(Data entries)
============

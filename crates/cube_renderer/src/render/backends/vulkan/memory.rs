//! Memory bank selection and owned device allocations.
//!
//! Bank selection is first-fit by ascending index: the first bank that the
//! resource may live in and whose flags include every required flag wins,
//! even when a later bank matches more precisely.

use ash::vk;
use bitflags::bitflags;

use super::{VulkanError, VulkanResult};

bitflags! {
    /// Access properties of a memory bank
    #[derive(Debug, Clone, Copy, PartialEq, Eq, Hash, Default)]
    pub struct MemoryBankFlags: u32 {
        /// Fastest for device access, usually not mappable
        const DEVICE_LOCAL = 0b0_0001;
        /// Mappable by the host
        const HOST_VISIBLE = 0b0_0010;
        /// Host writes visible without explicit flushes
        const HOST_COHERENT = 0b0_0100;
        /// Host reads are cached
        const HOST_CACHED = 0b0_1000;
        /// Backing may be allocated lazily
        const LAZILY_ALLOCATED = 0b1_0000;
    }
}

impl From<vk::MemoryPropertyFlags> for MemoryBankFlags {
    fn from(flags: vk::MemoryPropertyFlags) -> Self {
        // Bit positions coincide with the Vulkan definitions
        Self::from_bits_truncate(flags.as_raw())
    }
}

impl From<MemoryBankFlags> for vk::MemoryPropertyFlags {
    fn from(flags: MemoryBankFlags) -> Self {
        Self::from_raw(flags.bits())
    }
}

impl MemoryBankFlags {
    /// Short flag names for the adapter report
    pub fn describe(self) -> String {
        if self.is_empty() {
            return "-".to_string();
        }
        self.iter_names().map(|(name, _)| name).collect::<Vec<_>>().join(" | ")
    }
}

/// One memory type as reported by the adapter
#[derive(Debug, Clone, Copy, PartialEq, Eq)]
pub struct MemoryBank {
    /// Heap the bank allocates from
    pub heap_index: u32,
    /// Size of that heap in bytes
    pub heap_size: u64,
    /// Access properties
    pub flags: MemoryBankFlags,
}

/// First bank `i` with bit `i` set in `type_bits` and all `required` flags
pub fn find_memory_index(banks: &[MemoryBank], required: MemoryBankFlags, type_bits: u32) -> Option<u32> {
    banks
        .iter()
        .enumerate()
        .take(32)
        .find(|(i, bank)| type_bits & (1 << i) != 0 && bank.flags.contains(required))
        .map(|(i, _)| i as u32)
}

/// Maps memory requirements to bank indices using the adapter's memory report
#[derive(Debug, Clone)]
pub struct MemoryAllocator {
    banks: Vec<MemoryBank>,
}

impl MemoryAllocator {
    /// Build from the adapter's memory report
    pub fn new(banks: Vec<MemoryBank>) -> Self {
        Self { banks }
    }

    /// Build straight from the driver's memory properties
    pub fn from_properties(properties: &vk::PhysicalDeviceMemoryProperties) -> Self {
        let banks = properties.memory_types[..properties.memory_type_count as usize]
            .iter()
            .map(|ty| MemoryBank {
                heap_index: ty.heap_index,
                heap_size: properties.memory_heaps[ty.heap_index as usize].size,
                flags: ty.property_flags.into(),
            })
            .collect();
        Self::new(banks)
    }

    /// The reported banks
    pub fn banks(&self) -> &[MemoryBank] {
        &self.banks
    }

    /// First-fit bank for the requirement; failing is fatal to the allocation
    pub fn find_memory_index(&self, required: MemoryBankFlags, type_bits: u32) -> VulkanResult<u32> {
        find_memory_index(&self.banks, required, type_bits).ok_or(VulkanError::NoSuitableMemoryType {
            required: required.into(),
            type_bits,
        })
    }

    /// Bank for GPU-resident resources
    pub fn device_local(&self, type_bits: u32) -> VulkanResult<u32> {
        self.find_memory_index(MemoryBankFlags::DEVICE_LOCAL, type_bits)
    }

    /// Bank for resources the host maps directly
    pub fn host_visible(&self, type_bits: u32) -> VulkanResult<u32> {
        self.find_memory_index(MemoryBankFlags::HOST_VISIBLE, type_bits)
    }

    /// Allocate a dedicated block for `requirements` from a bank with `required` flags
    pub fn allocate(
        &self,
        device: &ash::Device,
        requirements: vk::MemoryRequirements,
        required: MemoryBankFlags,
    ) -> VulkanResult<DeviceMemory> {
        let memory_type_index = self.find_memory_index(required, requirements.memory_type_bits)?;
        log::trace!(
            "[MEMORY] Allocating {} bytes from bank {} ({})",
            requirements.size,
            memory_type_index,
            required.describe()
        );

        let alloc_info = vk::MemoryAllocateInfo::builder()
            .allocation_size(requirements.size)
            .memory_type_index(memory_type_index);

        let memory = unsafe { device.allocate_memory(&alloc_info, None).map_err(VulkanError::from)? };

        let coherent = self.banks[memory_type_index as usize]
            .flags
            .contains(MemoryBankFlags::HOST_COHERENT);

        Ok(DeviceMemory {
            device: device.clone(),
            memory,
            size: requirements.size,
            memory_type_index,
            coherent,
        })
    }
}

/// A contiguous copy from host bytes into mapped memory
#[derive(Debug, Clone, Copy, PartialEq, Eq)]
pub struct ByteCopy {
    /// Offset into the source bytes
    pub src: usize,
    /// Offset into the mapping
    pub dst: usize,
    /// Bytes to copy
    pub len: usize,
}

impl ByteCopy {
    /// `len` leading source bytes placed at `dst`
    pub fn at(dst: usize, len: usize) -> Self {
        Self { src: 0, dst, len }
    }
}

/// Perform every copy in `plan` from `src` into `dst`.
///
/// A copy that reaches past either slice fails with `SizeMismatch` and
/// leaves the remaining copies undone.
pub fn apply_copies(dst: &mut [u8], plan: &[ByteCopy], src: &[u8]) -> VulkanResult<()> {
    for copy in plan {
        let source = src.get(copy.src..copy.src + copy.len);
        let capacity = dst.len();
        let target = dst.get_mut(copy.dst..copy.dst + copy.len);
        match (source, target) {
            (Some(source), Some(target)) => target.copy_from_slice(source),
            _ => {
                return Err(VulkanError::SizeMismatch {
                    expected: capacity as u64,
                    actual: (copy.dst + copy.len) as u64,
                })
            }
        }
    }
    Ok(())
}

/// Inverse of [`apply_copies`]: pull the bytes `plan` placed in `mapped` back into a packed buffer
pub fn gather_copies(mapped: &[u8], plan: &[ByteCopy]) -> VulkanResult<Vec<u8>> {
    let packed_len = plan.iter().map(|c| c.src + c.len).max().unwrap_or(0);
    let mut packed = vec![0u8; packed_len];
    for copy in plan {
        let source = mapped.get(copy.dst..copy.dst + copy.len).ok_or(VulkanError::SizeMismatch {
            expected: mapped.len() as u64,
            actual: (copy.dst + copy.len) as u64,
        })?;
        packed[copy.src..copy.src + copy.len].copy_from_slice(source);
    }
    Ok(packed)
}

/// One allocation, freed on drop
pub struct DeviceMemory {
    device: ash::Device,
    memory: vk::DeviceMemory,
    size: vk::DeviceSize,
    memory_type_index: u32,
    coherent: bool,
}

impl DeviceMemory {
    /// Map the whole allocation
    pub fn map(&self) -> VulkanResult<*mut u8> {
        unsafe {
            self.device
                .map_memory(self.memory, 0, self.size, vk::MemoryMapFlags::empty())
                .map(|ptr| ptr.cast::<u8>())
                .map_err(VulkanError::from)
        }
    }

    /// Unmap the allocation
    pub fn unmap(&self) {
        unsafe {
            self.device.unmap_memory(self.memory);
        }
    }

    /// Map, hand the mapping to `access`, flush after writes to a non-coherent bank, unmap
    fn with_mapping<R>(&self, write: bool, access: impl FnOnce(&mut [u8]) -> VulkanResult<R>) -> VulkanResult<R> {
        let ptr = self.map()?;
        let mapped = unsafe { std::slice::from_raw_parts_mut(ptr, self.size as usize) };
        let outcome = access(mapped).and_then(|value| {
            if write {
                self.flush()?;
            }
            Ok(value)
        });
        self.unmap();
        outcome
    }

    /// Copy `bytes` to `offset`
    pub fn write_bytes(&self, offset: usize, bytes: &[u8]) -> VulkanResult<()> {
        self.write_regions(&[ByteCopy::at(offset, bytes.len())], bytes)
    }

    /// Map once and perform every copy in `plan` from `bytes` into the mapping
    pub fn write_regions(&self, plan: &[ByteCopy], bytes: &[u8]) -> VulkanResult<()> {
        self.with_mapping(true, |mapped| apply_copies(mapped, plan, bytes))
    }

    fn flush(&self) -> VulkanResult<()> {
        if self.coherent {
            return Ok(());
        }
        let range = vk::MappedMemoryRange::builder()
            .memory(self.memory)
            .offset(0)
            .size(vk::WHOLE_SIZE)
            .build();
        unsafe {
            self.device
                .flush_mapped_memory_ranges(&[range])
                .map_err(VulkanError::from)
        }
    }

    /// Copy the first `len` bytes out
    pub fn read_bytes(&self, len: usize) -> VulkanResult<Vec<u8>> {
        let len = len.min(self.size as usize);
        self.with_mapping(false, |mapped| gather_copies(mapped, &[ByteCopy::at(0, len)]))
    }

    /// Raw handle
    pub fn handle(&self) -> vk::DeviceMemory {
        self.memory
    }

    /// Allocated size
    pub fn size(&self) -> vk::DeviceSize {
        self.size
    }

    /// Bank the block came from
    pub fn memory_type_index(&self) -> u32 {
        self.memory_type_index
    }
}

impl Drop for DeviceMemory {
    fn drop(&mut self) {
        unsafe {
            self.device.free_memory(self.memory, None);
        }
    }
}

#[cfg(test)]
mod tests {
    use super::*;

    fn bank(flags: MemoryBankFlags) -> MemoryBank {
        MemoryBank {
            heap_index: 0,
            heap_size: 256 << 20,
            flags,
        }
    }

    fn typical_banks() -> Vec<MemoryBank> {
        vec![
            bank(MemoryBankFlags::DEVICE_LOCAL),
            bank(MemoryBankFlags::HOST_VISIBLE | MemoryBankFlags::HOST_COHERENT),
            bank(MemoryBankFlags::HOST_VISIBLE | MemoryBankFlags::HOST_COHERENT | MemoryBankFlags::HOST_CACHED),
            bank(MemoryBankFlags::DEVICE_LOCAL | MemoryBankFlags::HOST_VISIBLE | MemoryBankFlags::HOST_COHERENT),
        ]
    }

    /// Reference model: smallest qualifying index, checked exhaustively
    fn brute_force(banks: &[MemoryBank], required: MemoryBankFlags, type_bits: u32) -> Option<u32> {
        (0..banks.len() as u32).find(|&i| type_bits & (1 << i) != 0 && banks[i as usize].flags.contains(required))
    }

    #[test]
    fn test_first_fit_not_best_fit() {
        let banks = typical_banks();
        // bank 1 wins although bank 3 is also device-local
        assert_eq!(find_memory_index(&banks, MemoryBankFlags::HOST_VISIBLE, 0b1111), Some(1));
        assert_eq!(find_memory_index(&banks, MemoryBankFlags::DEVICE_LOCAL, 0b1111), Some(0));
    }

    #[test]
    fn test_type_bits_restrict_candidates() {
        let banks = typical_banks();
        assert_eq!(find_memory_index(&banks, MemoryBankFlags::HOST_VISIBLE, 0b1100), Some(2));
        assert_eq!(find_memory_index(&banks, MemoryBankFlags::DEVICE_LOCAL, 0b0110), None);
        assert_eq!(find_memory_index(&banks, MemoryBankFlags::empty(), 0), None);
    }

    #[test]
    fn test_empty_requirement_takes_first_candidate() {
        let banks = typical_banks();
        assert_eq!(find_memory_index(&banks, MemoryBankFlags::empty(), 0b1000), Some(3));
    }

    #[test]
    fn test_matches_reference_for_all_inputs() {
        let banks = typical_banks();
        for type_bits in 0..16u32 {
            for raw in 0..32u32 {
                let required = MemoryBankFlags::from_bits_truncate(raw);
                assert_eq!(
                    find_memory_index(&banks, required, type_bits),
                    brute_force(&banks, required, type_bits),
                    "required {required:?} type_bits {type_bits:#b}"
                );
            }
        }
    }

    #[test]
    fn test_allocator_wrappers() {
        let allocator = MemoryAllocator::new(typical_banks());
        assert_eq!(allocator.device_local(0b1111).unwrap(), 0);
        assert_eq!(allocator.host_visible(0b1111).unwrap(), 1);
        assert!(matches!(
            allocator.device_local(0b0110),
            Err(VulkanError::NoSuitableMemoryType { type_bits: 0b0110, .. })
        ));
    }

    #[test]
    fn test_vk_flag_conversion() {
        let vk_flags = vk::MemoryPropertyFlags::DEVICE_LOCAL | vk::MemoryPropertyFlags::LAZILY_ALLOCATED;
        let flags = MemoryBankFlags::from(vk_flags);
        assert_eq!(flags, MemoryBankFlags::DEVICE_LOCAL | MemoryBankFlags::LAZILY_ALLOCATED);
        assert_eq!(vk::MemoryPropertyFlags::from(flags), vk_flags);
        assert_eq!(flags.describe(), "DEVICE_LOCAL | LAZILY_ALLOCATED");
    }

    #[test]
    fn test_from_properties() {
        let mut properties = vk::PhysicalDeviceMemoryProperties {
            memory_type_count: 2,
            memory_heap_count: 1,
            ..Default::default()
        };
        properties.memory_heaps[0].size = 1024;
        properties.memory_types[1].property_flags = vk::MemoryPropertyFlags::HOST_VISIBLE;
        let allocator = MemoryAllocator::from_properties(&properties);
        assert_eq!(allocator.banks().len(), 2);
        assert_eq!(allocator.banks()[1].heap_size, 1024);
        assert_eq!(allocator.host_visible(0b11).unwrap(), 1);
    }

    #[test]
    fn test_uniform_block_round_trip() {
        use crate::scene::MatrixBlock;
        let block = MatrixBlock {
            model: [[1.0, 0.0, 0.0, 0.0], [0.0, 2.0, 0.0, 0.0], [0.0, 0.0, 3.0, 0.0], [4.0, 5.0, 6.0, 1.0]],
            view: [[0.5; 4]; 4],
            projection: [[-1.25; 4]; 4],
            normal: [[f32::MIN_POSITIVE; 4]; 4],
        };
        let bytes = bytemuck::bytes_of(&block);
        // allocations are often rounded up past the block size
        let mut mapped = vec![0xCDu8; 512];
        let plan = [ByteCopy::at(0, bytes.len())];

        apply_copies(&mut mapped, &plan, bytes).unwrap();
        let read = gather_copies(&mapped, &plan).unwrap();

        assert_eq!(read.as_slice(), bytes);
        assert_eq!(bytemuck::pod_read_unaligned::<MatrixBlock>(&read), block);
        assert!(mapped[bytes.len()..].iter().all(|&b| b == 0xCD));
    }

    #[test]
    fn test_padded_rows_round_trip() {
        // 3 RGBA pixels per row, 16-byte pitch, rows start at 64
        let packed: Vec<u8> = (0..3 * 4 * 4).map(|i| i as u8).collect();
        let plan: Vec<ByteCopy> = (0..4).map(|y| ByteCopy { src: y * 12, dst: 64 + y * 16, len: 12 }).collect();
        let mut mapped = vec![0xEEu8; 64 + 4 * 16];

        apply_copies(&mut mapped, &plan, &packed).unwrap();

        assert_eq!(&mapped[64..76], &packed[0..12]);
        assert_eq!(&mapped[76..80], &[0xEE; 4], "row padding is left alone");
        assert_eq!(&mapped[80..92], &packed[12..24]);
        assert!(mapped[..64].iter().all(|&b| b == 0xEE));
        assert_eq!(gather_copies(&mapped, &plan).unwrap(), packed);
    }

    #[test]
    fn test_copy_past_the_mapping_is_rejected() {
        let mut mapped = vec![0u8; 16];
        let err = apply_copies(&mut mapped, &[ByteCopy::at(8, 12)], &[1; 12]).unwrap_err();
        assert!(matches!(err, VulkanError::SizeMismatch { expected: 16, actual: 20 }));
        assert!(apply_copies(&mut mapped, &[ByteCopy { src: 4, dst: 0, len: 12 }], &[1; 12]).is_err());
        assert!(gather_copies(&mapped, &[ByteCopy::at(10, 8)]).is_err());
    }
}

============

EXERCISE AIM >>
Please count the lines that hold "every" in this data and report the total alone.

PROBLEM SOLUTION >>
3